WHAT TO DO |
Across the listing below, count the lines with "bool" in them. Write nothing but the number.

PROVIDED ENTRIES |
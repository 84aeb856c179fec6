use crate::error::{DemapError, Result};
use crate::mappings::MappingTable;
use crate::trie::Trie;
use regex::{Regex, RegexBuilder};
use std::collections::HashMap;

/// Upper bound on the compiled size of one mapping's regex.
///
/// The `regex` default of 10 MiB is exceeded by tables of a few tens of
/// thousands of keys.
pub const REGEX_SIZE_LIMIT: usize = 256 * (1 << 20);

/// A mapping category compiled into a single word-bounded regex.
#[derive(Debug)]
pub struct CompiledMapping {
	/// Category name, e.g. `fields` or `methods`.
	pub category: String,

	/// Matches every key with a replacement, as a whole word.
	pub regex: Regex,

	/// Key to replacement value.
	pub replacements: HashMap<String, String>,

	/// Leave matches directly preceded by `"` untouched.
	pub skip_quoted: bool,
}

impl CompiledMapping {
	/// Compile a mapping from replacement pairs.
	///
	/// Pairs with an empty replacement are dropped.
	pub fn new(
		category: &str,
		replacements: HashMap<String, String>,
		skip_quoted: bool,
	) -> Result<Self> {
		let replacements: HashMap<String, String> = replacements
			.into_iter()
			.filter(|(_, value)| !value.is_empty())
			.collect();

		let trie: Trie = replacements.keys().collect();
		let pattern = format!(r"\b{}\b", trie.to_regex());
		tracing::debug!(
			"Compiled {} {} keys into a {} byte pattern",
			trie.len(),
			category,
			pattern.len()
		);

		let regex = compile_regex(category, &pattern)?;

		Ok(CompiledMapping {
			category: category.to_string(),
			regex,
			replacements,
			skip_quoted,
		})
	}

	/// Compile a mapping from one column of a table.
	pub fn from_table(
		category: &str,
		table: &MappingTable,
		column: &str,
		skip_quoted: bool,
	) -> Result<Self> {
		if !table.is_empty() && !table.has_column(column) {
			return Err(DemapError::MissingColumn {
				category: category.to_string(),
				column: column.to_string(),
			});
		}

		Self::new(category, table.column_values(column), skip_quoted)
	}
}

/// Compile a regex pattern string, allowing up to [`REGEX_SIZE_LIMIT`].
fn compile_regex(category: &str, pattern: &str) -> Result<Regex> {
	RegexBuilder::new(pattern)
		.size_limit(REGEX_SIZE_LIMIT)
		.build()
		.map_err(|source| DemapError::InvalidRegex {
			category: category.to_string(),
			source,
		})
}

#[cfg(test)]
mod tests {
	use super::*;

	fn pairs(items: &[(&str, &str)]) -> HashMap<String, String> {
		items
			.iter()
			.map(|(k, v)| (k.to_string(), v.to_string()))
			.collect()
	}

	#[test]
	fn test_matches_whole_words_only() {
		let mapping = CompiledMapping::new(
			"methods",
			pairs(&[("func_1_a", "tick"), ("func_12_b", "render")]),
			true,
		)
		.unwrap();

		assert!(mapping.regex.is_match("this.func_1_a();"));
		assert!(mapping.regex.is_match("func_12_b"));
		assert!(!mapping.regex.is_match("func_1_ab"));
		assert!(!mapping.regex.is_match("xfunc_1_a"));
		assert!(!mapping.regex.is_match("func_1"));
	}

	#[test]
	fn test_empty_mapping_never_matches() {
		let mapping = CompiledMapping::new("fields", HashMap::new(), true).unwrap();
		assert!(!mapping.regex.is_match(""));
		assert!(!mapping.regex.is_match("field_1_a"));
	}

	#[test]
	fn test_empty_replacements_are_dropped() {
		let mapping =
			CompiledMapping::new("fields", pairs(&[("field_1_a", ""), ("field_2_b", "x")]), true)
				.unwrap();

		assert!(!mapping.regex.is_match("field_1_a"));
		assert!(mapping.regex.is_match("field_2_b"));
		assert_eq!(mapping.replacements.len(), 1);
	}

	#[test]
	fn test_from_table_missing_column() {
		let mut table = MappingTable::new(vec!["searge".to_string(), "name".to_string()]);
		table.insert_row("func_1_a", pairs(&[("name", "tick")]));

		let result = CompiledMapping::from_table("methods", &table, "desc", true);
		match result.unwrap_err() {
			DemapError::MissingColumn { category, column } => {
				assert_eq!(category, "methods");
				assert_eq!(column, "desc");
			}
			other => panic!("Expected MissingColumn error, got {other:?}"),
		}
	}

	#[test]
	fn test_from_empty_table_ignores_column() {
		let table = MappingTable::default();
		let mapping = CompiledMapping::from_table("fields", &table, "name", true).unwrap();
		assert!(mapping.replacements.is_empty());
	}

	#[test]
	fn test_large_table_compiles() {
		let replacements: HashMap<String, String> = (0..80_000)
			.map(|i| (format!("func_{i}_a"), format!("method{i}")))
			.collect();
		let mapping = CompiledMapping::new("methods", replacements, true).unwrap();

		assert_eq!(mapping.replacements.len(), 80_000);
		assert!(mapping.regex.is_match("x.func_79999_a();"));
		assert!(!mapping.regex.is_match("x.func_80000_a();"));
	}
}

* * *

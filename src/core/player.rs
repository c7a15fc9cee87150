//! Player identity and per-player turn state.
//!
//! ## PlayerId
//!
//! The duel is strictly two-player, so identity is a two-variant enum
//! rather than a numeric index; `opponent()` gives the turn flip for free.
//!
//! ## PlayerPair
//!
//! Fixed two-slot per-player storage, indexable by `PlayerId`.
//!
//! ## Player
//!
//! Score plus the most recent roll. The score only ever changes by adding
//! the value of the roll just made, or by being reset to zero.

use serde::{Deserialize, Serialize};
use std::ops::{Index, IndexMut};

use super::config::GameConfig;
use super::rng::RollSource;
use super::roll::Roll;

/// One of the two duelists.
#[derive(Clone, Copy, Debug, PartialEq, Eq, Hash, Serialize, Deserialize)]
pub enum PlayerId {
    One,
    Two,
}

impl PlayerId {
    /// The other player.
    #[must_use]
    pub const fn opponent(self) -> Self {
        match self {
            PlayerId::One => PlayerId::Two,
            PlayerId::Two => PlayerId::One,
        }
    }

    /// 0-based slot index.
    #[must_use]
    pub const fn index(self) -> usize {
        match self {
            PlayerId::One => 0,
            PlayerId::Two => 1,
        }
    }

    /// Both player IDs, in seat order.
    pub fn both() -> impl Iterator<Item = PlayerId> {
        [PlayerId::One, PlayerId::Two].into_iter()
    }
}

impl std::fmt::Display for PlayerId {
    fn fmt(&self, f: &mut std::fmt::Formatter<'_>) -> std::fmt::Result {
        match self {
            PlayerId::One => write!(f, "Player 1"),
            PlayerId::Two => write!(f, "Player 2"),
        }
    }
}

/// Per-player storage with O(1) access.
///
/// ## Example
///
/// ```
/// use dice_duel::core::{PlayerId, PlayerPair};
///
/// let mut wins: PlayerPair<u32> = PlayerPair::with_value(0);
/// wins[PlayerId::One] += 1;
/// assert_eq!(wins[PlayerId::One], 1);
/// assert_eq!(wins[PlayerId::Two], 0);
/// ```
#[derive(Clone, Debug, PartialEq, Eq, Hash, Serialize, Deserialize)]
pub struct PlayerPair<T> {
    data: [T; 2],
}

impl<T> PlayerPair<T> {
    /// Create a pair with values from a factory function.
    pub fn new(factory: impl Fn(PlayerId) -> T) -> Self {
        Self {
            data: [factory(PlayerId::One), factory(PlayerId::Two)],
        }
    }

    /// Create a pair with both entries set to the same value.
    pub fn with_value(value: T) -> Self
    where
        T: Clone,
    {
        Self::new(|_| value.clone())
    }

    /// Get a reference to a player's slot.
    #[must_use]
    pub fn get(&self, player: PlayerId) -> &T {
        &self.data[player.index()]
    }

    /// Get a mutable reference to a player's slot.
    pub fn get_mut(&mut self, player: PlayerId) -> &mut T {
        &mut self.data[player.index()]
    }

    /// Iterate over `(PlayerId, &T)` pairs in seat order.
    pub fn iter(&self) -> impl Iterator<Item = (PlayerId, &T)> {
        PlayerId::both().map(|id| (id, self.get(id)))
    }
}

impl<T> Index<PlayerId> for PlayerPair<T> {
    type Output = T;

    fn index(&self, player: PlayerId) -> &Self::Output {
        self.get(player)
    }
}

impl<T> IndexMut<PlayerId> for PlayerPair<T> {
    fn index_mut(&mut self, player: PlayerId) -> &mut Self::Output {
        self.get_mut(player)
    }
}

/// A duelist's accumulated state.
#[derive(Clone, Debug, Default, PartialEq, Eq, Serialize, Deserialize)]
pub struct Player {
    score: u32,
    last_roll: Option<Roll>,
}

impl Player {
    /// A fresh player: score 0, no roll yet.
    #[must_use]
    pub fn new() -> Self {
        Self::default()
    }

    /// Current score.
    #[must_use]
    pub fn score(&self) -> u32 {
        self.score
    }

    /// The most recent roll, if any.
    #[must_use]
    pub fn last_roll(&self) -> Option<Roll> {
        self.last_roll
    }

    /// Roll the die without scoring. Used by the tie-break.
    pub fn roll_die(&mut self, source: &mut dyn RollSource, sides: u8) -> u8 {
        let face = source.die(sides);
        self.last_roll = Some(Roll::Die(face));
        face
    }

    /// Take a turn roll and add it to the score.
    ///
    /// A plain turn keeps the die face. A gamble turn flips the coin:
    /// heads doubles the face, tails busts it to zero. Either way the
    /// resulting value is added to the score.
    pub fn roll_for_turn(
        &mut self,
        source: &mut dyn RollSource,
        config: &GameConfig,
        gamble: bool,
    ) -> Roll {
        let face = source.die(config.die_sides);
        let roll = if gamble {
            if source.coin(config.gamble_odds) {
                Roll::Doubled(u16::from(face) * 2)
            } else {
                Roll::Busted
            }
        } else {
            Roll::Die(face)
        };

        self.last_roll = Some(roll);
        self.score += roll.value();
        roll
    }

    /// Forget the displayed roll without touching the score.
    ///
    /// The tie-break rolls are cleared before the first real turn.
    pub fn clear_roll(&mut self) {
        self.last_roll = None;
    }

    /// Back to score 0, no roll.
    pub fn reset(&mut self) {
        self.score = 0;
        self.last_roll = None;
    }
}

--

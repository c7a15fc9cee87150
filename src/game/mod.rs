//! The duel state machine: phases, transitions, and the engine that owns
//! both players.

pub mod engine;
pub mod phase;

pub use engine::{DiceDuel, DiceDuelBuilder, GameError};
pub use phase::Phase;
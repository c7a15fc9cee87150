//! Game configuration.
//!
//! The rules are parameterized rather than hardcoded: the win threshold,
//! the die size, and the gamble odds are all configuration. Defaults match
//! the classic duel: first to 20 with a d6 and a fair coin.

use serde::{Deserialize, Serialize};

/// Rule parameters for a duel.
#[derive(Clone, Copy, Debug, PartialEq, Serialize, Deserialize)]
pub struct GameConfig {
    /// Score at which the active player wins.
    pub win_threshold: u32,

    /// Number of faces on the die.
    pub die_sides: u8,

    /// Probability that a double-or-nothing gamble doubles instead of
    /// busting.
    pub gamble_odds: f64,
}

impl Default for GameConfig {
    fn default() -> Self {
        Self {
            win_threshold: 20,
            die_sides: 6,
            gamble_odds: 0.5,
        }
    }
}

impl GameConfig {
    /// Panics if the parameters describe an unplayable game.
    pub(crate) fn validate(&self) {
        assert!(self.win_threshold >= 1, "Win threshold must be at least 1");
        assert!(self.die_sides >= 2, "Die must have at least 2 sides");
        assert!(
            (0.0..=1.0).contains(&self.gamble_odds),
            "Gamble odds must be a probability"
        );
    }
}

SOLUTION FOR THIS EXERCISE |
4